[Saved entries]
# # #
use chrono::Duration;
use serde::{Deserialize, Serialize};

/// State of one runtime process as reported by the container manager.
#[derive(Debug, Clone, Copy, PartialEq, Eq, Serialize, Deserialize)]
#[serde(rename_all = "snake_case")]
pub enum ProcessStatus {
    Running,
    Exited,
    NotFound,
    Error,
}

impl ProcessStatus {
    /// Map a `docker inspect --format {{.State.Status}}` value.
    pub fn from_state(state: &str) -> Self {
        match state.trim() {
            "running" => ProcessStatus::Running,
            "exited" | "dead" => ProcessStatus::Exited,
            "" => ProcessStatus::NotFound,
            _ => ProcessStatus::Error,
        }
    }
}

impl std::fmt::Display for ProcessStatus {
    fn fmt(&self, f: &mut std::fmt::Formatter<'_>) -> std::fmt::Result {
        match self {
            ProcessStatus::Running => write!(f, "running"),
            ProcessStatus::Exited => write!(f, "exited"),
            ProcessStatus::NotFound => write!(f, "not_found"),
            ProcessStatus::Error => write!(f, "error"),
        }
    }
}

/// TTL verdict derived from the descriptor, independent of process status.
#[derive(Debug, Clone, PartialEq, Eq)]
pub enum TtlStatus {
    Expired,
    Remaining(Duration),
}

impl std::fmt::Display for TtlStatus {
    fn fmt(&self, f: &mut std::fmt::Formatter<'_>) -> std::fmt::Result {
        match self {
            TtlStatus::Expired => write!(f, "EXPIRED"),
            TtlStatus::Remaining(d) => {
                let total = d.num_seconds().max(0);
                write!(f, "{}h {}m remaining", total / 3600, (total % 3600) / 60)
            }
        }
    }
}

/// Per-session health report: one status per runtime process, backend
/// reachability when it runs, and the TTL verdict.
#[derive(Debug, Clone)]
pub struct HealthReport {
    pub session_id: String,
    pub backend: ProcessStatus,
    pub frontend: ProcessStatus,
    /// None when the backend is not running (no probe attempted).
    pub backend_reachable: Option<bool>,
    pub ttl: TtlStatus,
    pub backend_port: u16,
    pub frontend_port: u16,
}

/// Listing status for a session, ranked RUNNING > EXPIRED > ACTIVE > STOPPED.
#[derive(Debug, Clone, Copy, PartialEq, Eq, Serialize)]
#[serde(rename_all = "UPPERCASE")]
pub enum SessionState {
    Running,
    Expired,
    Active,
    Stopped,
}

impl SessionState {
    /// Derive the listing state. A running container wins over expiry so an
    /// expired-but-still-up session is visible as needing cleanup by its
    /// TTL column, not hidden behind a STOPPED row.
    pub fn classify(any_running: bool, expired: bool, active: bool) -> Self {
        if any_running {
            SessionState::Running
        } else if expired {
            SessionState::Expired
        } else if active {
            SessionState::Active
        } else {
            SessionState::Stopped
        }
    }
}

impl std::fmt::Display for SessionState {
    fn fmt(&self, f: &mut std::fmt::Formatter<'_>) -> std::fmt::Result {
        match self {
            SessionState::Running => write!(f, "RUNNING"),
            SessionState::Expired => write!(f, "EXPIRED"),
            SessionState::Active => write!(f, "ACTIVE"),
            SessionState::Stopped => write!(f, "STOPPED"),
        }
    }
}

/// One row from the container manager's process listing.
#[derive(Debug, Clone, Serialize)]
pub struct RuntimeContainer {
    pub name: String,
    pub id: String,
    pub status: String,
    pub ports: String,
}

#[cfg(test)]
mod tests {
    use super::*;

    #[test]
    fn process_status_maps_docker_states() {
        assert_eq!(ProcessStatus::from_state("running"), ProcessStatus::Running);
        assert_eq!(ProcessStatus::from_state("exited"), ProcessStatus::Exited);
        assert_eq!(ProcessStatus::from_state(""), ProcessStatus::NotFound);
        assert_eq!(ProcessStatus::from_state("restarting"), ProcessStatus::Error);
    }

    #[test]
    fn ttl_status_formats_hours_and_minutes() {
        let status = TtlStatus::Remaining(Duration::minutes(359));
        assert_eq!(status.to_string(), "5h 59m remaining");
        assert_eq!(TtlStatus::Expired.to_string(), "EXPIRED");
    }
}
//! Session isolation and lifecycle management for ephemeral research
//! sandboxes: credential provisioning, port and subnet allocation, runtime
//! orchestration, TTL expiry reconciliation, and per-session ephemeral
//! storage.

pub mod allocator;
pub mod auth;
pub mod descriptor;
pub mod orchestrator;
pub mod reconciler;
pub mod registry;
pub mod runtime;
pub mod shared;
pub mod store;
# # #
Your task is to restate every record word for word.

use chrono::Duration;
use serde::{Deserialize, Serialize};

/// State of one runtime process as reported by the container manager.
#[derive(Debug, Clone, Copy, PartialEq, Eq, Serialize, Deserialize)]
#[serde(rename_all = "snake_case")]
pub enum ProcessStatus {
    Running,
    Exited,
    NotFound,
    Error,
}

impl ProcessStatus {
    /// Map a `docker inspect --format {{.State.Status}}` value.
    pub fn from_state(state: &str) -> Self {
        match state.trim() {
            "running" => ProcessStatus::Running,
            "exited" | "dead" => ProcessStatus::Exited,
            "" => ProcessStatus::NotFound,
            _ => ProcessStatus::Error,
        }
    }
}

impl std::fmt::Display for ProcessStatus {
    fn fmt(&self, f: &mut std::fmt::Formatter<'_>) -> std::fmt::Result {
        match self {
            ProcessStatus::Running => write!(f, "running"),
            ProcessStatus::Exited => write!(f, "exited"),
            ProcessStatus::NotFound => write!(f, "not_found"),
            ProcessStatus::Error => write!(f, "error"),
        }
    }
}

/// TTL verdict derived from the descriptor, independent of process status.
#[derive(Debug, Clone, PartialEq, Eq)]
pub enum TtlStatus {
    Expired,
    Remaining(Duration),
}

impl std::fmt::Display for TtlStatus {
    fn fmt(&self, f: &mut std::fmt::Formatter<'_>) -> std::fmt::Result {
        match self {
            TtlStatus::Expired => write!(f, "EXPIRED"),
            TtlStatus::Remaining(d) => {
                let total = d.num_seconds().max(0);
                write!(f, "{}h {}m remaining", total / 3600, (total % 3600) / 60)
            }
        }
    }
}

/// Per-session health report: one status per runtime process, backend
/// reachability when it runs, and the TTL verdict.
#[derive(Debug, Clone)]
pub struct HealthReport {
    pub session_id: String,
    pub backend: ProcessStatus,
    pub frontend: ProcessStatus,
    /// None when the backend is not running (no probe attempted).
    pub backend_reachable: Option<bool>,
    pub ttl: TtlStatus,
    pub backend_port: u16,
    pub frontend_port: u16,
}

/// Listing status for a session, ranked RUNNING > EXPIRED > ACTIVE > STOPPED.
#[derive(Debug, Clone, Copy, PartialEq, Eq, Serialize)]
#[serde(rename_all = "UPPERCASE")]
pub enum SessionState {
    Running,
    Expired,
    Active,
    Stopped,
}

impl SessionState {
    /// Derive the listing state. A running container wins over expiry so an
    /// expired-but-still-up session is visible as needing cleanup by its
    /// TTL column, not hidden behind a STOPPED row.
    pub fn classify(any_running: bool, expired: bool, active: bool) -> Self {
        if any_running {
            SessionState::Running
        } else if expired {
            SessionState::Expired
        } else if active {
            SessionState::Active
        } else {
            SessionState::Stopped
        }
    }
}

impl std::fmt::Display for SessionState {
    fn fmt(&self, f: &mut std::fmt::Formatter<'_>) -> std::fmt::Result {
        match self {
            SessionState::Running => write!(f, "RUNNING"),
            SessionState::Expired => write!(f, "EXPIRED"),
            SessionState::Active => write!(f, "ACTIVE"),
            SessionState::Stopped => write!(f, "STOPPED"),
        }
    }
}

/// One row from the container manager's process listing.
#[derive(Debug, Clone, Serialize)]
pub struct RuntimeContainer {
    pub name: String,
    pub id: String,
    pub status: String,
    pub ports: String,
}

#[cfg(test)]
mod tests {
    use super::*;

    #[test]
    fn process_status_maps_docker_states() {
        assert_eq!(ProcessStatus::from_state("running"), ProcessStatus::Running);
        assert_eq!(ProcessStatus::from_state("exited"), ProcessStatus::Exited);
        assert_eq!(ProcessStatus::from_state(""), ProcessStatus::NotFound);
        assert_eq!(ProcessStatus::from_state("restarting"), ProcessStatus::Error);
    }

    #[test]
    fn ttl_status_formats_hours_and_minutes() {
        let status = TtlStatus::Remaining(Duration::minutes(359));
        assert_eq!(status.to_string(), "5h 59m remaining");
        assert_eq!(TtlStatus::Expired.to_string(), "EXPIRED");
    }
}
//! Session isolation and lifecycle management for ephemeral research
//! sandboxes: credential provisioning, port and subnet allocation, runtime
//! orchestration, TTL expiry reconciliation, and per-session ephemeral
//! storage.

pub mod allocator;
pub mod auth;
pub mod descriptor;
pub mod orchestrator;
pub mod reconciler;
pub mod registry;
pub mod runtime;
pub mod shared;
pub mod store;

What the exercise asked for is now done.